Public servants are currently excluded from the UIF, presumably because of their security of tenure, but a new bill proposes including them and other categories of workers who are not at present covered.

Ndivhuwo Mabaya, a spokesman for Public Service and Administration Minister Lindiwe Sisulu, said there was a total of 1.6 million public servants in the national and provincial governments and municipalities.

However, Sharp said the number was 2.83 million, including parastatals.

Labour Minister Mildred Oliphant released the Unemployment Insurance Act Amendment Bill for public comment on Friday.

It will add new categories of employees who were previously excluded as beneficiaries. This includes learners, public servants and foreign workers.

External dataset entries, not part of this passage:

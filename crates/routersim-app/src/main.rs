//! routersim entry point.
//!
//! Reads one command per line from stdin and prints IOS-style output.
//! An optional TOML configuration seeds the hostname, interface list and
//! MOTD banner; its path comes from the first argument or `ROUTERSIM_CONFIG`.

mod repl;

use std::io;
use std::path::PathBuf;

use anyhow::{Context, Result};

use routersim_core::RouterCore;
use routersim_terminal::Dispatcher;
use routersim_types::config::RouterSimConfig;

fn main() -> Result<()> {
    env_logger::Builder::from_env(env_logger::Env::default().default_filter_or("warn")).init();

    // Resolve config from CLI arg, ROUTERSIM_CONFIG env var, or defaults.
    let config = match std::env::args()
        .nth(1)
        .or_else(|| std::env::var("ROUTERSIM_CONFIG").ok())
    {
        Some(path) => {
            let path = PathBuf::from(path);
            RouterSimConfig::load(&path)
                .with_context(|| format!("failed to load {}", path.display()))?
        },
        None => RouterSimConfig::default(),
    };
    log::info!(
        "Starting {} ({} interfaces)",
        config.hostname,
        config.interfaces.len()
    );

    let mut router = RouterCore::new(&config);
    let mut dispatcher = Dispatcher::with_builtins();

    let stdin = io::stdin();
    let stdout = io::stdout();
    repl::run(&mut dispatcher, &mut router, stdin.lock(), stdout.lock())?;

    log::info!("Session ended");
    Ok(())
}
//! CLI modes.

use std::fmt;

/// A CLI context restricting which commands are visible.
#[derive(Debug, Clone, Copy, PartialEq, Eq, Hash)]
pub enum CliMode {
    UserExec,
    PrivilegedExec,
    GlobalConfig,
    LineConfig,
    InterfaceConfig,
    OspfConfig,
}

impl CliMode {
    /// Number of modes.
    pub const COUNT: usize = 6;

    /// Every mode, in nesting order.
    pub const ALL: [CliMode; Self::COUNT] = [
        CliMode::UserExec,
        CliMode::PrivilegedExec,
        CliMode::GlobalConfig,
        CliMode::LineConfig,
        CliMode::InterfaceConfig,
        CliMode::OspfConfig,
    ];

    pub(crate) fn index(self) -> usize {
        match self {
            CliMode::UserExec => 0,
            CliMode::PrivilegedExec => 1,
            CliMode::GlobalConfig => 2,
            CliMode::LineConfig => 3,
            CliMode::InterfaceConfig => 4,
            CliMode::OspfConfig => 5,
        }
    }

    /// Text appended to the hostname to form the prompt.
    pub fn prompt_suffix(self) -> &'static str {
        match self {
            CliMode::UserExec => ">",
            CliMode::PrivilegedExec => "#",
            CliMode::GlobalConfig => "(config)#",
            CliMode::LineConfig => "(config-line)#",
            CliMode::InterfaceConfig => "(config-if)#",
            CliMode::OspfConfig => "(config-router)#",
        }
    }

    /// Whether this is global config or one of its submodes.
    pub fn is_config(self) -> bool {
        !matches!(self, CliMode::UserExec | CliMode::PrivilegedExec)
    }
}

impl fmt::Display for CliMode {
    fn fmt(&self, f: &mut fmt::Formatter<'_>) -> fmt::Result {
        let label = match self {
            CliMode::UserExec => "user-exec",
            CliMode::PrivilegedExec => "privileged-exec",
            CliMode::GlobalConfig => "global-config",
            CliMode::LineConfig => "line-config",
            CliMode::InterfaceConfig => "interface-config",
            CliMode::OspfConfig => "ospf-config",
        };
        f.write_str(label)
    }
}

#[cfg(test)]
mod tests {
    use super::*;

    #[test]
    fn indices_are_distinct_and_dense() {
        let mut seen: Vec<usize> = CliMode::ALL.iter().map(|m| m.index()).collect();
        seen.sort();
        assert_eq!(seen, vec![0, 1, 2, 3, 4, 5]);
    }

    #[test]
    fn config_modes() {
        assert!(!CliMode::UserExec.is_config());
        assert!(!CliMode::PrivilegedExec.is_config());
        assert!(CliMode::GlobalConfig.is_config());
        assert!(CliMode::OspfConfig.is_config());
    }

    #[test]
    fn display_labels() {
        assert_eq!(CliMode::InterfaceConfig.to_string(), "interface-config");
    }
}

Musa Zondi, a spokesman for Oliphant, said the inclusion of the new categories was to make the legislation conform with the standards of the International Labour Organisation, improve the payment of benefits to contributors, and extend the period within which the benefits were payable.

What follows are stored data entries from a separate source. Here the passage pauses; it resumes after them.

//! OSPF router configuration commands. All act on the process selected by
//! `router ospf <id>`.

use std::net::Ipv4Addr;

use routersim_core::addr::is_contiguous_mask;
use routersim_core::{OspfNetwork, parse_ipv4};
use routersim_types::error::{Result, RouterSimError};

use crate::interpreter::{Command, CommandOutput, Environment, arguments, invalid_input};
use crate::trie::CommandTrie;

pub fn register_ospf_commands(trie: &mut CommandTrie) {
    trie.register(
        &["network"],
        "Enable routing on an IP network",
        Box::new(NetworkCmd { negate: false }),
    );
    trie.register(
        &["no", "network"],
        "Disable routing on an IP network",
        Box::new(NetworkCmd { negate: true }),
    );
    trie.register(
        &["router-id"],
        "Override the configured router identifier",
        Box::new(RouterIdCmd),
    );
}

// ---------------------------------------------------------------------------
// [no] network <address> <wildcard> area <id>
// ---------------------------------------------------------------------------

struct NetworkCmd {
    negate: bool,
}
impl Command for NetworkCmd {
    fn execute(&self, tokens: &[&str], env: &mut Environment<'_>) -> Result<CommandOutput> {
        let process_id = env.current_ospf_process()?;
        let args = arguments(tokens, if self.negate { 2 } else { 1 }, 4, 4)?;
        let network = parse_network(args)?;

        let process = env.router.ospf_process_mut(process_id);
        if self.negate {
            if !process.remove_network(&network) {
                return Err(RouterSimError::Command(
                    "Specified network statement not found".to_string(),
                ));
            }
        } else {
            process.add_network(network);
        }
        Ok(CommandOutput::None)
    }
}

/// Parse `<address> <wildcard> area <id>`.
fn parse_network(args: &[&str]) -> Result<OspfNetwork> {
    let address = parse_ipv4(args[0])?;
    let wildcard = parse_ipv4(args[1])?;
    if !is_contiguous_mask(Ipv4Addr::from(!u32::from(wildcard))) {
        return Err(RouterSimError::Command(format!(
            "Invalid wildcard mask: {wildcard}"
        )));
    }
    if !"area".starts_with(args[2]) {
        return Err(invalid_input(args[2]));
    }
    Ok(OspfNetwork {
        address,
        wildcard,
        area: parse_area(args[3])?,
    })
}

/// Areas are written either as a number or in dotted-quad form.
fn parse_area(text: &str) -> Result<u32> {
    if let Ok(area) = text.parse::<u32>() {
        return Ok(area);
    }
    text.parse::<Ipv4Addr>()
        .map(u32::from)
        .map_err(|_| RouterSimError::Command(format!("Invalid OSPF area: {text}")))
}

// ---------------------------------------------------------------------------
// router-id
// ---------------------------------------------------------------------------

struct RouterIdCmd;
impl Command for RouterIdCmd {
    fn execute(&self, tokens: &[&str], env: &mut Environment<'_>) -> Result<CommandOutput> {
        let process_id = env.current_ospf_process()?;
        let args = arguments(tokens, 1, 1, 1)?;
        let router_id = parse_ipv4(args[0])?;
        env.router.ospf_process_mut(process_id).router_id = Some(router_id);
        Ok(CommandOutput::None)
    }
}

#[cfg(test)]
mod tests {
    use super::*;

    #[test]
    fn area_formats() {
        assert_eq!(parse_area("0").unwrap(), 0);
        assert_eq!(parse_area("0.0.0.1").unwrap(), 1);
        assert!(parse_area("backbone").is_err());
    }

    #[test]
    fn network_statement_parsing() {
        let n = parse_network(&["10.0.0.0", "0.0.0.255", "a", "0"]).unwrap();
        assert_eq!(n.wildcard, Ipv4Addr::new(0, 0, 0, 255));
        assert!(parse_network(&["10.0.0.0", "0.255.0.255", "area", "0"]).is_err());
        assert!(parse_network(&["10.0.0.0", "0.0.0.255", "zone", "0"]).is_err());
        assert!(parse_network(&["10.0.0.0", "0.0.0.255", "area", "x"]).is_err());
    }
}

He said Oliphant first tabled the bill with Parliament before it was approved by the cabinet.

The UIF was technically bankrupt in 1998, but thanks to more efficient collection methods, the UIF has grown from reserves of R7.031bn in 2004 to R27.8bn in 2008 and to R83bn currently.

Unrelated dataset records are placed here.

//! Engine.IO v4 socket transport
//!
//! Preferred transport: a long-lived WebSocket to the remote store's
//! notification endpoint speaking Engine.IO v4 framing with the Socket.IO
//! default namespace.
//!
//! ## Protocol walkthrough
//!
//! 1. Connect to `<endpoint>?EIO=4&transport=websocket&access_token=<tok>`
//! 2. Server sends the open packet `0{"sid":...,"pingInterval":...,"pingTimeout":...}`
//! 3. Client joins the default namespace with `40`, server acks with `40{...}`
//! 4. Client sends ping `2` on the negotiated interval, server answers pong
//!    `3`; two consecutive missed pongs mark the transport unhealthy
//! 5. Change events arrive as `42["notification", {...}]`

use std::sync::atomic::{AtomicBool, Ordering};
use std::sync::Arc;
use std::time::Duration;

use futures_util::{SinkExt, Stream, StreamExt};
use serde::Deserialize;
use tokio::sync::mpsc;
use tokio_tungstenite::connect_async;
use tokio_tungstenite::tungstenite::Message;
use tokio_util::sync::CancellationToken;
use tracing::{debug, info, warn};

use driftfs_core::domain::{DriftError, TransportKind};
use driftfs_core::ports::graph::TokenProvider;
use driftfs_core::ports::transport::ChangeHint;

use crate::notifier::ChangeTransport;

/// Missed pongs tolerated before the connection is declared dead
const MAX_MISSED_PONGS: u32 = 2;

/// Engine.IO open packet payload
#[derive(Debug, Deserialize)]
#[serde(rename_all = "camelCase")]
struct OpenPacket {
    #[allow(dead_code)]
    sid: String,
    /// Milliseconds between client pings
    ping_interval: u64,
    /// Milliseconds the server allows a ping to be outstanding
    #[allow(dead_code)]
    ping_timeout: u64,
}

/// Payload of a `notification` event
#[derive(Debug, Deserialize)]
#[serde(rename_all = "camelCase")]
struct NotificationPayload {
    resource: Option<String>,
    subscription_id: Option<String>,
}

/// Engine.IO v4 WebSocket transport
pub struct SocketTransport {
    /// Notification endpoint, `wss://...`
    endpoint: String,
    /// Resource scope reported in emitted hints
    resource: String,
    tokens: Arc<dyn TokenProvider>,
}

impl SocketTransport {
    pub fn new(
        endpoint: impl Into<String>,
        resource: impl Into<String>,
        tokens: Arc<dyn TokenProvider>,
    ) -> Self {
        Self {
            endpoint: endpoint.into(),
            resource: resource.into(),
            tokens,
        }
    }

    /// Builds the connection URL with the Engine.IO query and bearer token
    fn connection_url(&self, token: &str) -> String {
        let separator = if self.endpoint.contains('?') { '&' } else { '?' };
        format!(
            "{}{separator}EIO=4&transport=websocket&access_token={token}",
            self.endpoint
        )
    }
}

#[async_trait::async_trait]
impl ChangeTransport for SocketTransport {
    fn kind(&self) -> TransportKind {
        TransportKind::Socket
    }

    async fn run_once(
        &self,
        hints: mpsc::Sender<ChangeHint>,
        connected: Arc<AtomicBool>,
        shutdown: CancellationToken,
    ) -> Result<(), DriftError> {
        // A fresh token every attempt covers token rotation.
        let token = self.tokens.bearer_token().await?;
        let url = self.connection_url(&token);

        let (mut ws, _response) = connect_async(&url)
            .await
            .map_err(|e| DriftError::Network(format!("socket connect failed: {e}")))?;

        // Open packet carries the ping schedule.
        let open = loop {
            match next_text(&mut ws).await? {
                frame if frame.starts_with('0') => break parse_open_packet(&frame)?,
                other => debug!(frame = %other, "Ignoring pre-open frame"),
            }
        };

        // Join the default namespace.
        ws.send(Message::Text("40".into()))
            .await
            .map_err(|e| DriftError::Network(format!("namespace connect failed: {e}")))?;

        let ping_interval = Duration::from_millis(open.ping_interval.max(1000));
        let mut ping_timer = tokio::time::interval(ping_interval);
        ping_timer.set_missed_tick_behavior(tokio::time::MissedTickBehavior::Delay);
        ping_timer.tick().await; // first tick fires immediately

        let mut outstanding_pings = 0u32;

        info!(
            endpoint = %self.endpoint,
            ping_interval_ms = open.ping_interval,
            "Socket transport connected"
        );
        connected.store(true, Ordering::Release);

        let result = loop {
            tokio::select! {
                _ = shutdown.cancelled() => {
                    let _ = ws.send(Message::Close(None)).await;
                    break Ok(());
                }

                _ = ping_timer.tick() => {
                    if outstanding_pings >= MAX_MISSED_PONGS {
                        break Err(DriftError::Network(format!(
                            "{outstanding_pings} consecutive pongs missed"
                        )));
                    }
                    outstanding_pings += 1;
                    if let Err(e) = ws.send(Message::Text("2".into())).await {
                        break Err(DriftError::Network(format!("ping send failed: {e}")));
                    }
                }

                frame = ws.next() => {
                    let frame = match frame {
                        Some(Ok(Message::Text(text))) => text,
                        Some(Ok(Message::Close(_))) | None => {
                            break Err(DriftError::Network("socket closed by server".into()));
                        }
                        Some(Ok(_)) => continue,
                        Some(Err(e)) => {
                            break Err(DriftError::Network(format!("socket read failed: {e}")));
                        }
                    };

                    match classify_frame(&frame) {
                        Frame::Pong => outstanding_pings = 0,
                        Frame::NamespaceAck => debug!("Namespace joined"),
                        Frame::Notification(payload) => {
                            let mut hint = ChangeHint::new(
                                payload.resource.unwrap_or_else(|| self.resource.clone()),
                                TransportKind::Socket,
                            );
                            if let Some(id) = payload.subscription_id {
                                hint = hint.with_subscription(id);
                            }
                            if hints.send(hint).await.is_err() {
                                break Ok(()); // engine shut down
                            }
                        }
                        Frame::NamespaceDisconnect => {
                            break Err(DriftError::Network("namespace disconnected".into()));
                        }
                        Frame::Other => {}
                    }
                }
            }
        };

        connected.store(false, Ordering::Release);
        result
    }
}

async fn next_text(
    ws: &mut (impl Stream<Item = Result<Message, tokio_tungstenite::tungstenite::Error>> + Unpin),
) -> Result<String, DriftError> {
    loop {
        match ws.next().await {
            Some(Ok(Message::Text(text))) => return Ok(text),
            Some(Ok(Message::Close(_))) | None => {
                return Err(DriftError::Network("socket closed during handshake".into()));
            }
            Some(Ok(_)) => continue,
            Some(Err(e)) => {
                return Err(DriftError::Network(format!("handshake read failed: {e}")));
            }
        }
    }
}

/// Decoded inbound frame
#[derive(Debug)]
enum Frame {
    Pong,
    NamespaceAck,
    NamespaceDisconnect,
    Notification(NotificationPayload),
    Other,
}

fn parse_open_packet(frame: &str) -> Result<OpenPacket, DriftError> {
    let json = frame
        .strip_prefix('0')
        .ok_or_else(|| DriftError::Validation("open packet without '0' prefix".into()))?;
    serde_json::from_str(json)
        .map_err(|e| DriftError::Validation(format!("malformed open packet: {e}")))
}

fn classify_frame(frame: &str) -> Frame {
    if frame == "3" {
        return Frame::Pong;
    }
    if frame.starts_with("41") {
        return Frame::NamespaceDisconnect;
    }
    if let Some(event_json) = frame.strip_prefix("42") {
        return parse_event(event_json);
    }
    if frame.starts_with("40") {
        return Frame::NamespaceAck;
    }
    Frame::Other
}

/// Parses a Socket.IO event frame body `["<event>", <payload>]`
fn parse_event(event_json: &str) -> Frame {
    let Ok(value) = serde_json::from_str::<serde_json::Value>(event_json) else {
        warn!(frame = %event_json, "Undecodable event frame");
        return Frame::Other;
    };
    let Some(array) = value.as_array() else {
        return Frame::Other;
    };

    match array.first().and_then(|e| e.as_str()) {
        Some("notification") => {
            let payload = array
                .get(1)
                .cloned()
                .and_then(|p| serde_json::from_value::<NotificationPayload>(p).ok())
                .unwrap_or(NotificationPayload {
                    resource: None,
                    subscription_id: None,
                });
            Frame::Notification(payload)
        }
        Some("error") => {
            warn!(frame = %event_json, "Notification service reported an error");
            Frame::Other
        }
        _ => Frame::Other,
    }
}

#[cfg(test)]
mod tests {
    use super::*;

    #[test]
    fn test_connection_url_query() {
        struct NoTokens;
        #[async_trait::async_trait]
        impl TokenProvider for NoTokens {
            async fn bearer_token(&self) -> Result<String, DriftError> {
                Ok("t".into())
            }
            async fn refresh(&self) -> Result<String, DriftError> {
                Ok("t".into())
            }
        }

        let transport = SocketTransport::new(
            "wss://notify.example/hub",
            "/me/drive/root",
            Arc::new(NoTokens),
        );
        assert_eq!(
            transport.connection_url("tok-1"),
            "wss://notify.example/hub?EIO=4&transport=websocket&access_token=tok-1"
        );

        let with_query = SocketTransport::new(
            "wss://notify.example/hub?app=driftfs",
            "/me/drive/root",
            Arc::new(NoTokens),
        );
        assert!(with_query
            .connection_url("tok-1")
            .starts_with("wss://notify.example/hub?app=driftfs&EIO=4"));
    }

    #[test]
    fn test_parse_open_packet() {
        let open = parse_open_packet(
            r#"0{"sid":"abc","upgrades":[],"pingInterval":25000,"pingTimeout":20000}"#,
        )
        .unwrap();
        assert_eq!(open.ping_interval, 25000);
        assert_eq!(open.ping_timeout, 20000);
    }

    #[test]
    fn test_parse_open_packet_rejects_garbage() {
        assert!(parse_open_packet("4nope").is_err());
        assert!(parse_open_packet("0not-json").is_err());
    }

    #[test]
    fn test_classify_pong_and_acks() {
        assert!(matches!(classify_frame("3"), Frame::Pong));
        assert!(matches!(classify_frame("40{\"sid\":\"x\"}"), Frame::NamespaceAck));
        assert!(matches!(classify_frame("41"), Frame::NamespaceDisconnect));
        assert!(matches!(classify_frame("6"), Frame::Other));
    }

    #[test]
    fn test_classify_notification_event() {
        let frame = r#"42["notification",{"resource":"/me/drive/root","subscriptionId":"s1"}]"#;
        match classify_frame(frame) {
            Frame::Notification(payload) => {
                assert_eq!(payload.resource.as_deref(), Some("/me/drive/root"));
                assert_eq!(payload.subscription_id.as_deref(), Some("s1"));
            }
            other => panic!("expected Notification, got {other:?}"),
        }
    }

    #[test]
    fn test_classify_notification_without_payload() {
        match classify_frame(r#"42["notification"]"#) {
            Frame::Notification(payload) => {
                assert!(payload.resource.is_none());
                assert!(payload.subscription_id.is_none());
            }
            other => panic!("expected Notification, got {other:?}"),
        }
    }

    #[test]
    fn test_classify_unknown_event() {
        assert!(matches!(
            classify_frame(r#"42["presence",{"x":1}]"#),
            Frame::Other
        ));
        assert!(matches!(classify_frame("42不是json"), Frame::Other));
    }
}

Sharp said the bottom line was that the government had realised there was a significant surplus in the UIF and was going to use it to boost election numbers through job creation projects, which were largely white elephants.

“Job creation is in the private sector, where each job is self-funded. In the public sector it is taxpayers’ money. The UIF is just another tax,” he said.

Both an employer and an employee to which the act applies are obliged to contribute 1 percent of the employee’s remuneration every month to the UIF.

The UIF is used to provide income-replacement benefits in cases of unemployment, illness, maternity and adoption, as well as dependants’ benefits.

Zondi said that after encapsulating public comments in the bill, it would be tabled at Nedlac for social partners to deliberate on it.

He said that over the years the UIF had grown immensely.

“During the economic meltdown, the fund responded by contributing to training lay-offs by helping companies that were facing economic distress to cope with the crisis.

“Rather than employees being laid off, they were retrained and absorbed back by their companies.

“Furthermore, jointly with the mining sector, the fund is contributing to the housing development to the communities of the North West province,” he said.

Last Monday, Oliphant increased the annual earnings threshold for protection under the Basic Conditions of Employment Act (BCEA) from R183 008 to R193 805.

Gavin Stansfield , a director in the employment practice at law firm Cliffe Dekker Hofmeyr, said: “The earnings threshold is significant as employees who earn in excess of the threshold are excluded from the protection offered by certain sections of the BCEA.”